Petition calls for Royal Commission on Antisemitism

B’nai Brith is urging the federal government to establish a Royal Commission on Antisemitism amid a dramatic surge in incidents across Canada.

In a new petition, B’nai Brith is calling for a Federal Royal Commission on Antisemitism. The call comes amid ongoing antisemitic incidents in Canada, including three recent incidents of Synagogues in the Greater Toronto Area being struck by gunfire.

You can read the full text of the petition below:

We, the undersigned, call on the Government of Canada to establish a Federal Royal Commission on Antisemitism in Canada. 

Antisemitism in Canada has reached crisis levels, with incidents rising 124% over the past two years and an average of more than 17 antisemitic incidents occurring daily. 

Jewish people across the country are facing harassment, intimidation, vandalism, threats, and violence in schools, campuses, workplaces, synagogues, and neighbourhoods.  

Online hate, extremist threats, and the normalization of antisemitic rhetoric are placing Jewish communities at increasing risk.  

To date, the Government of Canada has failed to adequately address the scale, urgency, and escalating severity of this alarming national crisis. 

We urgently call on the Government of Canada to immediately establish a Federal Royal Commission on Antisemitism to investigate the scope, sources, and systemic nature of antisemitism in Canada and to deliver concrete, actionable recommendations to protect Jewish Canadians and uphold Canadian values. 

Jewish communities worldwide have already been targeted during their holiest moments.

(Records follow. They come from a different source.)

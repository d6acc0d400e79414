use std::path::PathBuf;

use thiserror::Error;
use tracing::warn;

const DEFAULT_MAX_FILE_SIZE_MB: u64 = 50;
const DEFAULT_TEMP_DIR: &str = "/tmp/telegram_bot_downloads";
const HTTP_CONNECT_TIMEOUT: std::time::Duration = std::time::Duration::from_secs(10);

#[derive(Debug, Error)]
pub enum ConfigError {
    #[error("TELEGRAM_BOT_TOKEN is not set")]
    MissingBotToken,
    #[error("could not create temp directory {0}: {1}")]
    TempDir(PathBuf, std::io::Error),
    #[error("could not build HTTP client: {0}")]
    HttpClient(#[from] reqwest::Error),
}

/// Process configuration, read once from the environment at startup.
#[derive(Debug, Clone)]
pub struct Config {
    pub bot_token: String,
    /// Optional proxy URL passed through to yt-dlp (`--proxy`).
    pub proxy: Option<String>,
    /// Transport size ceiling in bytes.
    pub max_file_size: u64,
    /// Shared download directory for per-request temp files.
    pub temp_dir: PathBuf,
}

impl Config {
    pub fn from_env() -> Result<Self, ConfigError> {
        let bot_token = std::env::var("TELEGRAM_BOT_TOKEN")
            .ok()
            .and_then(|value| non_empty(&value).map(ToString::to_string))
            .ok_or(ConfigError::MissingBotToken)?;

        let proxy = std::env::var("INSTAGRAM_PROXY")
            .ok()
            .and_then(|value| non_empty(&value).map(ToString::to_string));
        if proxy.is_none() {
            warn!("INSTAGRAM_PROXY is not set; yt-dlp will connect directly.");
        }

        let max_file_size_mb = read_u64_env("MAX_FILE_SIZE_MB")
            .filter(|value| *value > 0)
            .unwrap_or(DEFAULT_MAX_FILE_SIZE_MB);

        let temp_dir = std::env::var("TEMP_DIR")
            .ok()
            .and_then(|value| non_empty(&value).map(PathBuf::from))
            .unwrap_or_else(|| PathBuf::from(DEFAULT_TEMP_DIR));

        std::fs::create_dir_all(&temp_dir)
            .map_err(|error| ConfigError::TempDir(temp_dir.clone(), error))?;

        Ok(Self {
            bot_token,
            proxy,
            max_file_size: max_file_size_mb * 1024 * 1024,
            temp_dir,
        })
    }

    /// HTTP client for the mirror APIs and direct media downloads. Routes
    /// through the configured proxy when one is set.
    pub fn http_client(&self) -> Result<reqwest::Client, reqwest::Error> {
        let mut builder = reqwest::Client::builder().connect_timeout(HTTP_CONNECT_TIMEOUT);
        if let Some(proxy) = self.proxy.as_deref() {
            builder = builder.proxy(reqwest::Proxy::all(proxy)?);
        }
        builder.build()
    }
}

pub fn read_u64_env(name: &str) -> Option<u64> {
    std::env::var(name)
        .ok()
        .and_then(|value| value.trim().parse::<u64>().ok())
}

pub fn non_empty(value: &str) -> Option<&str> {
    let trimmed = value.trim();
    if trimmed.is_empty() { None } else { Some(trimmed) }
}
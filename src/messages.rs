//! Localized (Kurdish) user-facing texts, keyed by symbolic result code.

use crate::failure::DownloadFailure;

pub const START: &str = "تکایە لینکی ڤیدیۆکەت دابنێ";
pub const PROCESSING: &str = "ڤیدیۆکەت دادەبەزێت...";
pub const COMPLETED: &str = "فەرموو ئەوەش ڤیدیۆکەت";
pub const CHOOSE_FORMAT: &str = "ڤیدیۆ یان دەنگ هەڵبژێرە";
pub const BUTTON_VIDEO: &str = "ڤیدیۆ 🎬";
pub const BUTTON_AUDIO: &str = "دەنگ MP3 🎵";
pub const COMPRESSING: &str = "ڤیدیۆکە گەورەیە، بچووک دەکرێتەوە...";

pub const INVALID_LINK: &str = "لینکەکە دروست نییە، تکایە لینکێکی دروست دابنێ";
pub const UNSUPPORTED: &str =
    "ئەم لینکە پشتگیری ناکرێت، تکایە لینکی TikTok، Instagram یان Facebook بەکاربهێنە";
pub const DOWNLOAD_FAILED: &str =
    "ڕووداوێک ڕووی دا لە دابەزاندنی ڤیدیۆکە، تکایە دووبارە تاقی بکەوە";
pub const FILE_TOO_LARGE: &str = "ڤیدیۆکە زۆر گەورەیە، ناتوانرێت بنێردرێت";
pub const INSTAGRAM_AUTH: &str =
    "Instagram ڤیدیۆکان پێویستیان بە چاوەڕوانی زیاترە، تکایە چەند چرکەیەک چاوەڕێ بە و دووبارە تاقی بکەوە";
pub const INSTAGRAM_AUTH_REQUIRED: &str =
    "Instagram ڤیدیۆ دابەزاندن پێویستی بە تۆماربوونە، تکایە دووبارە تاقی بکەوە یان لینکێکی TikTok بەکاربهێنە";

/// Maps a symbolic failure code to the text shown to the user.
///
/// `extract_failed` on an Instagram link gets the softer retry message, like
/// the original deployment did; the caller passes that context in.
pub fn for_failure(failure: DownloadFailure, is_instagram_link: bool) -> &'static str {
    match failure {
        DownloadFailure::UnsupportedPlatform => UNSUPPORTED,
        DownloadFailure::FileTooLarge => FILE_TOO_LARGE,
        DownloadFailure::InstagramAuthRequired => INSTAGRAM_AUTH_REQUIRED,
        DownloadFailure::ExtractFailed if is_instagram_link => INSTAGRAM_AUTH,
        DownloadFailure::ExtractFailed
        | DownloadFailure::DownloadFailed
        | DownloadFailure::InstagramDownloadFailed
        | DownloadFailure::TikTokDownloadFailed => DOWNLOAD_FAILED,
    }
}
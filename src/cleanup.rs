use std::io::ErrorKind;
use std::path::Path;
use std::time::Duration;

use tracing::{info, warn};

/// Files older than this are removed by the periodic sweep.
pub const STALE_FILE_AGE: Duration = Duration::from_secs(60 * 60);
const SWEEP_INTERVAL: Duration = Duration::from_secs(10 * 60);

/// Removes the per-request temp file after a response has been dispatched.
/// Best effort; a missing file is not an error.
pub async fn cleanup_file(path: &Path) {
    match tokio::fs::remove_file(path).await {
        Ok(()) => info!("Cleaned up file: {}", path.display()),
        Err(error) if error.kind() == ErrorKind::NotFound => {}
        Err(error) => warn!("Could not clean up {}: {error}", path.display()),
    }
}

/// Background task: periodically deletes stale files from the shared
/// download directory.
pub async fn sweep_loop(temp_dir: std::path::PathBuf) {
    let mut ticker = tokio::time::interval(SWEEP_INTERVAL);
    loop {
        ticker.tick().await;
        sweep_stale_files(&temp_dir, STALE_FILE_AGE).await;
    }
}

/// Deletes anything in `temp_dir` whose modification time is older than
/// `max_age`. Subdirectories are removed recursively.
pub async fn sweep_stale_files(temp_dir: &Path, max_age: Duration) {
    let mut entries = match tokio::fs::read_dir(temp_dir).await {
        Ok(entries) => entries,
        Err(error) => {
            if error.kind() != ErrorKind::NotFound {
                warn!("Could not open temp dir for sweep: {error}");
            }
            return;
        }
    };

    let now = std::time::SystemTime::now();

    loop {
        let maybe_entry = match entries.next_entry().await {
            Ok(value) => value,
            Err(error) => {
                warn!("Could not iterate temp dir during sweep: {error}");
                break;
            }
        };

        let Some(entry) = maybe_entry else {
            break;
        };

        let path = entry.path();
        let metadata = match entry.metadata().await {
            Ok(metadata) => metadata,
            Err(error) => {
                warn!("Could not read metadata of {}: {error}", path.display());
                continue;
            }
        };

        let modified_at = match metadata.modified() {
            Ok(value) => value,
            Err(error) => {
                warn!("Could not read mtime of {}: {error}", path.display());
                continue;
            }
        };

        let age = now.duration_since(modified_at).unwrap_or(Duration::ZERO);
        if age < max_age {
            continue;
        }

        let removed = if metadata.is_dir() {
            tokio::fs::remove_dir_all(&path).await
        } else {
            tokio::fs::remove_file(&path).await
        };
        match removed {
            Ok(()) => info!("Swept stale temp entry: {}", path.display()),
            Err(error) if error.kind() == ErrorKind::NotFound => {}
            Err(error) => warn!("Could not sweep {}: {error}", path.display()),
        }
    }
}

In Manchester, a synagogue was attacked on Yom Kippur, the most solemn day of the Jewish year. In Bondi Beach, two gunmen opened fire during Chanukah, a holiday defined by light and celebration, while in Toronto, a synagogue was attacked with gunfire shortly after Purim ended, yet another moment of joy and communal gathering disrupted by violence. In recent days, Jewish owned businesses, including restaurants, in Toronto and Montreal have been targeted with gunfire and vandalized.

These were not random acts; they reflect a deliberate strategy by extremists to strike when and where Jewish communities gather, pray, and are most visible.

Following the Bondi Beach attack a threat assessment from the Canadian Security Intelligence Service (CSIS) raised an alarming warning: the same conditions that enabled the Bondi attack are present in Canada. The assessment warned that a violent extremist attack targeting Canada’s Jewish community is a “realistic possibility.” This is not a theoretical risk. Lives are at stake, Canada faces the same vulnerabilities that have already led to tragedy abroad.

Canada cannot wait for an attack on its own soil before acting. Protecting Jewish communities requires swift, decisive, and proactive measures before lives are lost—not after.

The time to act for the safety, dignity, and security of Jewish Canadians, and for the moral integrity of Canada itself, is now.


B’nai Brith has also outlined eight steps for the Government to take to address the crisis of antisemitism:

This is a deeply important issue. Canada’s Jewish community has contributed immeasurably to this country’s intellectual, cultural, and civic life, and a Canada that cannot protect one of its communities from targeted hatred and violence is a Canada that has failed its own foundational promise. If we are serious about building a nation worthy of leading in this century, we must be equally serious about defending every community that makes this country what it is. Allowing antisemitism to take root unchallenged does not only threaten Jewish Canadians, it corrodes the institutional trust, pluralism, and social cohesion that are Canada’s greatest long-term strengths.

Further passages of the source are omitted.